The order between activities is a very issue since complete sequence flows between

activities may not be provided through reverse engineering due to the fact that not

all information can be automatically derived from source code. The start points and

end may not have been defined in the model because there is not enough

information to determine which activities are the beginning or ending of a model or

what task is executed before another [13].

• Granularity: According to the approach proposed by Zou et al. [14], each callable

unit in an information system is considered a candidate business task to be

discovered by reverse engineering. However, existing information systems

typically contain thousands of callable units of different sizes that are usually

considered business tasks that can have different levels of granularity [6, 13] such

as (1) large callable units that support the main business functionalities of the

system (e.g., methods and functions of the domain and controller layer), (2) small

callable units as getter and setter methods in object-oriented programming that

only read and write program variables but perform no real business task, (3) a set

of small callable units that have similar behavior and perform a business task

jointly, or (4) a set of small callable units that can together support another. In that

case, the main task may be considered as father task while small tasks may be

considered as children tasks. With the purpose to address this challenge, a solution

could be taking into account only coarse-grained callable units as candidate to be

business tasks while fine-grained ones are discarded since fine-grained granularity

makes models closer to source code perspective. Nevertheless, the dividing line

between coarse- and fine-grained callable units is unknown. Authors like

Polyvyanyy et al. [15] propose to abstract these business process models to reduce

unwanted details and to represent only the relevant information. These authors

address the issue of different types of granularity by proposing two techniques: (1)

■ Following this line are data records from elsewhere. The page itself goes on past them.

use log::error;
use ntex::web;

use crate::{
    api,
    front::{AppState, forms, middleware, session, utils},
};

async fn passport_cards(
    app_state: &AppState,
    web_session: &session::WebAppSession,
) -> Vec<api::pet::PassportCard> {
    api::pet::get_passport_cards(&app_state.user_repo(web_session))
        .await
        .unwrap_or_else(|e| {
            error!("function get_passport_cards raised an error: {e}");
            vec![]
        })
}

#[web::get("")]
async fn get_pets_view(
    web_session: session::WebAppSession,
    app_state: web::types::State<AppState>,
    cookie: ntex_session::Session,
) -> Result<impl web::Responder, web::Error> {
    let mut context = utils::page_context("pets", &web_session, &cookie);
    context.insert("pets", &passport_cards(&app_state, &web_session).await);

    utils::render_page("pets.html", &context)
}

#[web::get("/list")]
async fn get_passport_grid(
    web_session: session::WebAppSession,
    app_state: web::types::State<AppState>,
) -> Result<impl web::Responder, web::Error> {
    let mut context = tera::Context::new();
    context.insert("pets", &passport_cards(&app_state, &web_session).await);

    Ok(web::HttpResponse::Ok()
        .content_type("text/html; charset=utf-8")
        .body(utils::render_widget("widgets/passport_grid.html", &context)?))
}

#[web::post("")]
async fn register_pet(
    web_session: session::WebAppSession,
    _: middleware::csrf_token::CsrfToken,
    app_state: web::types::State<AppState>,
    form: web::types::Form<forms::pet::RegisterPetForm>,
) -> Result<impl web::Responder, web::Error> {
    let request = match api::pet::RegisterPetRequest::try_from(form.into_inner()) {
        Ok(request) => request,
        Err(e) => return Ok(utils::hx_error_response(&e.to_string())),
    };

    if let Err(e) = api::pet::register_pet(request, &app_state.user_repo(&web_session)).await {
        error!("pet couldnt be registered: {e}");
        return Ok(utils::hx_error_response(&format!("Error adding pet: {e}")));
    }

    Ok(web::HttpResponse::Ok()
        .set_header("HX-Trigger", "petRecordUpdated")
        .body(""))
}
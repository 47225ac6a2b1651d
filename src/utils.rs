//! Startup helpers: database pool, cookie and CSRF keys, shared http client

use anyhow::anyhow;
use argon2::Argon2;
use sqlx::{SqlitePool, sqlite::SqliteConnectOptions};
use std::{str::FromStr, sync::LazyLock};
use uuid::Uuid;

pub async fn setup_sqlite_db_pool(db_host: &str) -> anyhow::Result<SqlitePool> {
    Ok(SqlitePool::connect_with(
        SqliteConnectOptions::from_str(db_host)?
            .create_if_missing(true)
            .foreign_keys(true),
    )
    .await?)
}

/// Derives the 32 bytes CSRF key from two UUIDs
pub fn build_csrf_key(pwd: &str, salt: &str) -> anyhow::Result<[u8; 32]> {
    let mut csrf_key = [0u8; 32];
    Argon2::default()
        .hash_password_into(
            Uuid::from_str(pwd)?.as_bytes(),
            Uuid::from_str(salt)?.as_bytes(),
            &mut csrf_key,
        )
        .map_err(|err| anyhow!("csrf_key couldn't be created: {}", err))?;

    Ok(csrf_key)
}

/// Key valid for the process lifetime only
pub fn build_random_key() -> anyhow::Result<[u8; 32]> {
    build_csrf_key(&Uuid::new_v4().to_string(), &Uuid::new_v4().to_string())
}

/// Client to make http requests
pub static REQUEST_CLIENT: LazyLock<reqwest::Client> = LazyLock::new(reqwest::Client::new);
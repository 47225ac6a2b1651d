pub mod auth;
pub mod dashboard;
pub mod errors;
pub mod forms;
pub mod health;
pub mod hotel;
pub mod matcher;
pub mod middleware;
pub mod pet;
pub mod routes;
pub mod server;
pub mod session;
pub mod templates;
pub mod utils;

use crate::{repo, services};
use csrf::AesGcmCsrfProtection;

pub struct AppState {
    pub csrf_protec: AesGcmCsrfProtection,
    pub repo: repo::ImplAppRepo,
    pub auth_service: services::ImplAuthService,
}

impl AppState {
    /// Repository acting with the signed in user's access token
    pub fn user_repo(&self, web_session: &session::WebAppSession) -> repo::ImplAppRepo {
        self.repo.with_access_token(&web_session.auth.access_token)
    }
}
//! Dashboard counters and the most recently registered pets.

use chrono::{NaiveDate, Utc};
use serde::Serialize;

use super::board::pet_booking_status;
use crate::{
    consts,
    models::{
        booking::Booking,
        pet::{Pet, PetOrder},
    },
    repo,
};

#[derive(Debug, Clone, Default, Serialize, PartialEq)]
pub struct DashboardStats {
    pub total_pets: usize,
    /// Pets without any booking
    pub active_pets: usize,
    pub checked_in_pets: usize,
    pub total_bookings: usize,
    pub today_bookings: usize,
}

#[derive(Debug, Clone, Serialize, PartialEq)]
pub struct RecentPet {
    pub id: i64,
    pub name: String,
    pub breed: String,
    pub photo_url: String,
    pub status_label: &'static str,
}

#[derive(Debug, Clone, Default, Serialize, PartialEq)]
pub struct Dashboard {
    pub stats: DashboardStats,
    pub recent_pets: Vec<RecentPet>,
}

impl Dashboard {
    /// `pets` must come most recent first; `today` is compared with the UTC
    /// calendar day of each booking's `created_at`.
    pub fn summarize(pets: &[Pet], bookings: &[Booking], today: NaiveDate) -> Self {
        let booked_pets = pet_booking_status(bookings);

        let stats = DashboardStats {
            total_pets: pets.len(),
            active_pets: pets
                .iter()
                .filter(|pet| !booked_pets.contains_key(&pet.id))
                .count(),
            checked_in_pets: bookings.len(),
            total_bookings: bookings.len(),
            today_bookings: bookings
                .iter()
                .filter(|booking| {
                    booking
                        .created_at
                        .is_some_and(|created_at| created_at.date_naive() == today)
                })
                .count(),
        };

        let recent_pets = pets
            .iter()
            .take(consts::RECENT_PETS_LIMIT)
            .map(|pet| RecentPet {
                id: pet.id,
                name: pet.name.clone(),
                breed: pet.breed.clone(),
                photo_url: pet
                    .photo_url
                    .clone()
                    .unwrap_or_else(|| consts::PLACEHOLDER_PET_PHOTO_URL.into()),
                status_label: if booked_pets.contains_key(&pet.id) {
                    consts::CHECKED_IN_LABEL
                } else {
                    consts::DEFAULT_PET_STATUS
                },
            })
            .collect();

        Self { stats, recent_pets }
    }
}

pub async fn get_dashboard(repo: &repo::ImplAppRepo) -> anyhow::Result<Dashboard> {
    let _span = logfire::span!("get_dashboard").entered();

    let (pets, bookings) = futures::try_join!(
        repo.get_pets(PetOrder::CreatedAtDesc),
        repo.get_bookings()
    )?;

    Ok(Dashboard::summarize(
        &pets,
        &bookings,
        Utc::now().date_naive(),
    ))
}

eliminating those small tasks that are considered as irrelevant and (2) grouping

certain tasks into one while the information is preserved.

• Relevance: In contrast with completeness which is related to missing elements,

relevance is related to business elements that have been retrieved erroneously. The

information is considerate non-relevant when it can be removed without losing

information, preserving the behavior. This information (such as activities, events,

etc.) may have been created in compilation time but is not used in execution time,

i.e., these elements do not carry out any business logic in the organization. The

relevance of a business process model is an important aspect since it ensures the

model contains enough elements to convey their information [12]. The challenge

must be addressed by identifying and removing all non-relevant elements in the

business process model while preserving semantics of the relevant parts.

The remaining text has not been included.